[TASK DETAILS]: In the entries that follow, find the line containing "cmd.args(&self.args);"; from there, copy every line exactly through the line containing "fn fmt(&self, f: &mut".

[TASK INPUT]:
-- Opening Marker --

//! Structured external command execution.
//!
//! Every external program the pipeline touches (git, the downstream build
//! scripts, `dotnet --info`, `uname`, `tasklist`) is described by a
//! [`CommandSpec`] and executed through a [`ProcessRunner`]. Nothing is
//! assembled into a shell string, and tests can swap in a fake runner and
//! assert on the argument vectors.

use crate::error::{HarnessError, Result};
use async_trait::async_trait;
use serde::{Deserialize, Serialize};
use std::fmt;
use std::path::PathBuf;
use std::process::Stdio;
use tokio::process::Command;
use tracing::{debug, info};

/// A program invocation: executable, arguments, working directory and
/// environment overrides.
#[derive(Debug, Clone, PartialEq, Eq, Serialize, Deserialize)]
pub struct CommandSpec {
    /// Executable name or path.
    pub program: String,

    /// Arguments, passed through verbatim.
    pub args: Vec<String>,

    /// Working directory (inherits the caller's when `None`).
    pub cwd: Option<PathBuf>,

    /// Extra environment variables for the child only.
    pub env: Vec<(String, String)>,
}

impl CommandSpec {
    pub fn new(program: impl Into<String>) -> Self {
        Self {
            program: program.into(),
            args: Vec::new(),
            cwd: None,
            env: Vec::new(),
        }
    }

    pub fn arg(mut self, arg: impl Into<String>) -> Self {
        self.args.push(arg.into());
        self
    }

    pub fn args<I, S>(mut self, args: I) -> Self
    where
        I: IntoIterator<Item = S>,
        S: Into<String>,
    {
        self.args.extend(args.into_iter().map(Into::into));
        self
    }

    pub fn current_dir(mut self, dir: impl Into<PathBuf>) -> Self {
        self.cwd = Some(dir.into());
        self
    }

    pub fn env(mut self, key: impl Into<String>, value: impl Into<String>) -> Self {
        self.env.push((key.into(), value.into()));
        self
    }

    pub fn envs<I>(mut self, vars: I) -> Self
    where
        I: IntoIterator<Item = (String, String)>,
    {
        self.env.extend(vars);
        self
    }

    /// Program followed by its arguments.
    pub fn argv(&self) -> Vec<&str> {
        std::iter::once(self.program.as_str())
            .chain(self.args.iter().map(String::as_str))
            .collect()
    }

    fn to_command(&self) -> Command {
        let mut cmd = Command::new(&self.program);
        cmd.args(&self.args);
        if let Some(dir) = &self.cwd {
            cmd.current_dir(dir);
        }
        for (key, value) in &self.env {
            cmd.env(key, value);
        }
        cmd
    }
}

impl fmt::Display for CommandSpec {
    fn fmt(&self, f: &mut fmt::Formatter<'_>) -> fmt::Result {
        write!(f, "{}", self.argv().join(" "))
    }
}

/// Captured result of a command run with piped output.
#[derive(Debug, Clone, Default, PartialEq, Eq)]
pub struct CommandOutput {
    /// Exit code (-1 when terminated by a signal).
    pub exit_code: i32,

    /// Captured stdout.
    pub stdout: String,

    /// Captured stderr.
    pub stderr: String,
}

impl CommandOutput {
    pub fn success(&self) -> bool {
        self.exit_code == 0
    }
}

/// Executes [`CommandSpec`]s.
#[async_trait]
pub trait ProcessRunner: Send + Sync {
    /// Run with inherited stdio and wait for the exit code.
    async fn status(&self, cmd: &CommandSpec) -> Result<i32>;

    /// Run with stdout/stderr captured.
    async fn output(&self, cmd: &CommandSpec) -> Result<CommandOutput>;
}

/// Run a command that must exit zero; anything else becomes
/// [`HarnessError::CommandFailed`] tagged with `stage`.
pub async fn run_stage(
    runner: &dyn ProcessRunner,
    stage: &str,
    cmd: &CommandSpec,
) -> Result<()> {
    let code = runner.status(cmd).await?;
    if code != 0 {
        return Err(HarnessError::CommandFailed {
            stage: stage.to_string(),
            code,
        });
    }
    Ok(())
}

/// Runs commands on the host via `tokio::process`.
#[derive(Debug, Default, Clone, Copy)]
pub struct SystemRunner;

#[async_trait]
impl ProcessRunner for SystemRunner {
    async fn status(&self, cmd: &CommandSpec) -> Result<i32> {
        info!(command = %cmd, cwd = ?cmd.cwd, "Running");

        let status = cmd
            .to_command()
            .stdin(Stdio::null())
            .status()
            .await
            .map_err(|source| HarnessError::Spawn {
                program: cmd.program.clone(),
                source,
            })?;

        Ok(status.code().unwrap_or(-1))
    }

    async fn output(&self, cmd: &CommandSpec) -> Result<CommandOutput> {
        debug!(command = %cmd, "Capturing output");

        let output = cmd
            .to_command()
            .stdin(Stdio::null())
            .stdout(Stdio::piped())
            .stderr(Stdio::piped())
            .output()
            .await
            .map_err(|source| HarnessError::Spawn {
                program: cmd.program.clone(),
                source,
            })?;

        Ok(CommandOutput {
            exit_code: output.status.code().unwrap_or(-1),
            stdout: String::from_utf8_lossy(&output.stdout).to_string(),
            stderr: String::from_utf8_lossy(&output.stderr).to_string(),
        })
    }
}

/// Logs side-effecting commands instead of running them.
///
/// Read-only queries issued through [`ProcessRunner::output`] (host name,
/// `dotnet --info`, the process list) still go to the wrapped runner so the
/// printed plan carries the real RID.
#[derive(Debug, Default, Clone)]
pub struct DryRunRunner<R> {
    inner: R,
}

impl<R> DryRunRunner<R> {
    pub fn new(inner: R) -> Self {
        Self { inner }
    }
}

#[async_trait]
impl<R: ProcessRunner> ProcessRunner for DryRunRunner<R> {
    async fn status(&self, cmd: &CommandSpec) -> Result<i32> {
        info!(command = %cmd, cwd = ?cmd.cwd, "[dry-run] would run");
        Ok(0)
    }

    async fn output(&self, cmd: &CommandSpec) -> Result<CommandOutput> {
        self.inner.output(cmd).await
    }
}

-- Closing Marker --
-- Opening Marker --

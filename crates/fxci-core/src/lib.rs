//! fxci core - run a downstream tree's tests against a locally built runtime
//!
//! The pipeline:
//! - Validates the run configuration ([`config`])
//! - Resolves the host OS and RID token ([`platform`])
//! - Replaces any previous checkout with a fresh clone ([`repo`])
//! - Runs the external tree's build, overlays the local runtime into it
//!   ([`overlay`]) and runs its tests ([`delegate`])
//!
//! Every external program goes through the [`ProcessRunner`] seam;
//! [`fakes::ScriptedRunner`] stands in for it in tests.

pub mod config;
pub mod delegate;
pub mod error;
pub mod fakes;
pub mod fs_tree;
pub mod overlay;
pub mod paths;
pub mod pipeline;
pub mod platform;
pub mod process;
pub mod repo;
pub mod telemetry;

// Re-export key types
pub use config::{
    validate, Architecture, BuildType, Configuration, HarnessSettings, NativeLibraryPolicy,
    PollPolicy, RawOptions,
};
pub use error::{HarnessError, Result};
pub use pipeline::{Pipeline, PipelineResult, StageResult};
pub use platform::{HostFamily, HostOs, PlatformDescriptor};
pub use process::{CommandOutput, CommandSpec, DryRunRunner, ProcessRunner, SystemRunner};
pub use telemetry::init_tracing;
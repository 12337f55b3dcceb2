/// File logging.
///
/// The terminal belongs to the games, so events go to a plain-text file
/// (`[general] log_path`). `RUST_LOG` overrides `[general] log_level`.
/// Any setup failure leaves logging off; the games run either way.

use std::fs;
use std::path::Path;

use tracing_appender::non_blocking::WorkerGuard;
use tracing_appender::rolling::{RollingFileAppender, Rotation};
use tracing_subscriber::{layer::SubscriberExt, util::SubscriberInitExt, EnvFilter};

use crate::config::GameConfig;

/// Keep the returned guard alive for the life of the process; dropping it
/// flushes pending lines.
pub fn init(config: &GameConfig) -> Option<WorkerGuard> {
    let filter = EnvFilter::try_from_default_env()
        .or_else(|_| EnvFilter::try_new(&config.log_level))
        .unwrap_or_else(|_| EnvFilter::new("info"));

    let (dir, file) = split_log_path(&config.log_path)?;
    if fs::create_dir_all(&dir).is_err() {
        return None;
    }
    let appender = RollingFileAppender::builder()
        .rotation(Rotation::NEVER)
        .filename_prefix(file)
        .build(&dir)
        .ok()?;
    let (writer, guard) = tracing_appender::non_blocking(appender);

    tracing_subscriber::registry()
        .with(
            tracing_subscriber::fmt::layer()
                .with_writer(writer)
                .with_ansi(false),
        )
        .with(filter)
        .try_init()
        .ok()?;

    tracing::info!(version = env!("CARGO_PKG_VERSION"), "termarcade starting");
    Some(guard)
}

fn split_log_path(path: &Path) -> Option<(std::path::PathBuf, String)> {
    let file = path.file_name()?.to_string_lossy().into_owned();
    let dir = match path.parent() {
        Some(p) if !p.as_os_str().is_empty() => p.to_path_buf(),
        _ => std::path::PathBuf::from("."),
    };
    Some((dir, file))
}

-- Closing Marker --

[EXERCISE ANSWER]:
        cmd.args(&self.args);
        if let Some(dir) = &self.cwd {
            cmd.current_dir(dir);
        }
        for (key, value) in &self.env {
            cmd.env(key, value);
        }
        cmd
    }
}

impl fmt::Display for CommandSpec {
    fn fmt(&self, f: &mut fmt::Formatter<'_>) -> fmt::Result {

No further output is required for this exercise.